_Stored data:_

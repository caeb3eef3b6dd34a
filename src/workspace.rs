//! Workspace confinement for the files sessions and transactions touch.

use crate::error::{self, ErrorKind};
use std::path::{Path, PathBuf};
use thiserror::Error;

/// Directories under the workspace that are never edited.
const FORBIDDEN_SUBDIRS: &[&str] = &[".git", "target", "node_modules"];

/// Restricts edits to files below one root directory.
#[derive(Debug, Clone)]
pub struct WorkspaceGuard {
    root: PathBuf,
    /// Canonical, so comparisons survive symlinks
    forbidden: Vec<PathBuf>,
}

#[derive(Error, Debug)]
pub enum WorkspaceError {
    #[error("{} is outside the workspace {}", path.display(), root.display())]
    OutsideWorkspace { path: PathBuf, root: PathBuf },

    #[error("{} is inside the protected directory {}", path.display(), forbidden.display())]
    Forbidden { path: PathBuf, forbidden: PathBuf },

    #[error("cannot resolve {}: {source}", path.display())]
    Resolve {
        path: PathBuf,
        #[source]
        source: std::io::Error,
    },
}

impl WorkspaceError {
    pub fn kind(&self) -> ErrorKind {
        match self {
            WorkspaceError::Resolve { source, .. } => error::io_kind(source),
            _ => ErrorKind::InvalidInput,
        }
    }
}

fn canonicalize(path: &Path) -> Result<PathBuf, WorkspaceError> {
    path.canonicalize().map_err(|source| WorkspaceError::Resolve {
        path: path.to_path_buf(),
        source,
    })
}

impl WorkspaceGuard {
    /// Guard rooted at `root`. Toolchain caches under the home directory and
    /// the given `extra_forbidden` directories are protected as well.
    pub fn new(
        root: impl AsRef<Path>,
        extra_forbidden: &[PathBuf],
    ) -> Result<Self, WorkspaceError> {
        let root = canonicalize(root.as_ref())?;

        let mut candidates: Vec<PathBuf> = FORBIDDEN_SUBDIRS.iter().map(|d| root.join(d)).collect();
        if let Some(home) = home::home_dir() {
            candidates.extend([
                home.join(".cargo/registry"),
                home.join(".cargo/git"),
                home.join(".rustup"),
            ]);
        }
        candidates.extend(extra_forbidden.iter().cloned());

        // Directories that do not exist yet cannot hold files to edit.
        let forbidden = candidates
            .iter()
            .filter_map(|dir| dir.canonicalize().ok())
            .collect();

        Ok(Self { root, forbidden })
    }

    pub fn root(&self) -> &Path {
        &self.root
    }

    /// Canonical form of `path` if it may be edited. Relative paths are
    /// taken relative to the workspace root.
    pub fn resolve(&self, path: impl AsRef<Path>) -> Result<PathBuf, WorkspaceError> {
        let path = path.as_ref();
        let absolute = if path.is_absolute() {
            path.to_path_buf()
        } else {
            self.root.join(path)
        };

        let canonical = canonicalize(&absolute)?;
        self.check(&canonical)?;
        Ok(canonical)
    }

    /// Re-check a path resolved earlier, right before writing it.
    ///
    /// A file deleted since then is checked through its parent directory,
    /// so writing it back stays possible.
    pub fn recheck(&self, path: &Path) -> Result<(), WorkspaceError> {
        let canonical = match path.canonicalize() {
            Ok(canonical) => canonical,
            Err(err) if err.kind() == std::io::ErrorKind::NotFound => {
                match (path.parent(), path.file_name()) {
                    (Some(parent), Some(name)) => canonicalize(parent)?.join(name),
                    _ => {
                        return Err(WorkspaceError::Resolve {
                            path: path.to_path_buf(),
                            source: err,
                        })
                    }
                }
            }
            Err(source) => {
                return Err(WorkspaceError::Resolve {
                    path: path.to_path_buf(),
                    source,
                })
            }
        };
        self.check(&canonical)
    }

    fn check(&self, canonical: &Path) -> Result<(), WorkspaceError> {
        if !canonical.starts_with(&self.root) {
            return Err(WorkspaceError::OutsideWorkspace {
                path: canonical.to_path_buf(),
                root: self.root.clone(),
            });
        }

        match self.forbidden.iter().find(|dir| canonical.starts_with(dir)) {
            Some(dir) => Err(WorkspaceError::Forbidden {
                path: canonical.to_path_buf(),
                forbidden: dir.clone(),
            }),
            None => Ok(()),
        }
    }
}
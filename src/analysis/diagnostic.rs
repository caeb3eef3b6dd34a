//! Diagnostic types and syntax-error extraction.

use serde::{Deserialize, Serialize};
use std::path::{Path, PathBuf};

pub const SYNTAX_ERROR: &str = "syntax-error";
pub const MISSING_TOKEN: &str = "missing-token";

/// Longest source excerpt quoted in a syntax-error message.
const EXCERPT_CHARS: usize = 40;

#[derive(Debug, Clone, Copy, PartialEq, Eq, PartialOrd, Ord, Serialize, Deserialize)]
#[serde(rename_all = "lowercase")]
pub enum Severity {
    Error,
    Warning,
    Info,
}

#[derive(Debug, Clone, PartialEq, Eq, Serialize, Deserialize)]
pub struct Diagnostic {
    pub id: String,
    pub severity: Severity,
    pub message: String,
    pub file: PathBuf,
    /// 1-based
    pub line: usize,
    /// 1-based, in characters
    pub column: usize,
}

/// Bounded, ordered diagnostic listing with counts over the full set.
#[derive(Debug, Clone, Default, PartialEq, Eq, Serialize, Deserialize)]
pub struct AnalysisReport {
    pub total: usize,
    pub error_count: usize,
    pub warning_count: usize,
    pub returned: usize,
    pub truncated: bool,
    pub diagnostics: Vec<Diagnostic>,
}

impl AnalysisReport {
    /// Sort by `(line, column, id)` and keep at most `max` entries.
    ///
    /// The file path only breaks ties left after the documented key, so a
    /// multi-file report interleaves files by position.
    pub fn from_diagnostics(mut diagnostics: Vec<Diagnostic>, max: usize) -> Self {
        diagnostics.sort_by(|a, b| {
            (a.line, a.column, &a.id, &a.file).cmp(&(b.line, b.column, &b.id, &b.file))
        });

        let total = diagnostics.len();
        let error_count = diagnostics
            .iter()
            .filter(|d| d.severity == Severity::Error)
            .count();
        let warning_count = diagnostics
            .iter()
            .filter(|d| d.severity == Severity::Warning)
            .count();

        diagnostics.truncate(max);

        Self {
            total,
            error_count,
            warning_count,
            returned: diagnostics.len(),
            truncated: total > max,
            diagnostics,
        }
    }

    pub fn is_clean(&self) -> bool {
        self.error_count == 0
    }
}

/// Collect ERROR and MISSING nodes of a parse tree as diagnostics.
///
/// ERROR subtrees are reported once at their root rather than once per
/// nested error node.
pub fn syntax_diagnostics(path: &Path, source: &str, tree: &tree_sitter::Tree) -> Vec<Diagnostic> {
    let mut out = Vec::new();
    collect_recursive(tree.root_node(), path, source, &mut out);
    out
}

fn collect_recursive(
    node: tree_sitter::Node<'_>,
    path: &Path,
    source: &str,
    out: &mut Vec<Diagnostic>,
) {
    if node.is_missing() {
        out.push(diagnostic_at(
            node,
            path,
            source,
            MISSING_TOKEN,
            format!("missing `{}`", node.kind()),
        ));
        return;
    }

    if node.is_error() {
        let message = match excerpt(source, node.start_byte(), node.end_byte()) {
            Some(text) => format!("syntax error near `{text}`"),
            None => "syntax error".to_string(),
        };
        out.push(diagnostic_at(node, path, source, SYNTAX_ERROR, message));
        return;
    }

    if !node.has_error() {
        return;
    }

    let mut cursor = node.walk();
    for child in node.children(&mut cursor) {
        collect_recursive(child, path, source, out);
    }
}

fn diagnostic_at(
    node: tree_sitter::Node<'_>,
    path: &Path,
    source: &str,
    id: &str,
    message: String,
) -> Diagnostic {
    let start = node.start_byte().min(source.len());
    let line_start = source
        .get(..start)
        .and_then(|before| before.rfind('\n'))
        .map_or(0, |i| i + 1);
    let column = source
        .get(line_start..start)
        .map_or(1, |prefix| prefix.chars().count() + 1);

    Diagnostic {
        id: id.to_string(),
        severity: Severity::Error,
        message,
        file: path.to_path_buf(),
        line: node.start_position().row + 1,
        column,
    }
}

/// First line of the node's text, trimmed and shortened for messages.
fn excerpt(source: &str, start: usize, end: usize) -> Option<String> {
    let text = source.get(start..end)?.lines().next()?.trim();
    if text.is_empty() {
        return None;
    }
    let mut short: String = text.chars().take(EXCERPT_CHARS).collect();
    if text.chars().count() > EXCERPT_CHARS {
        short.push('…');
    }
    Some(short)
}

_Task:_ Once you have identified the lines above that contain "ErrorKind", copy each of them.

_Answer to this task:_
use crate::error::{self, ErrorKind};
    pub fn kind(&self) -> ErrorKind {
            _ => ErrorKind::InvalidInput,
            Err(err) if err.kind() == std::io::ErrorKind::NotFound => {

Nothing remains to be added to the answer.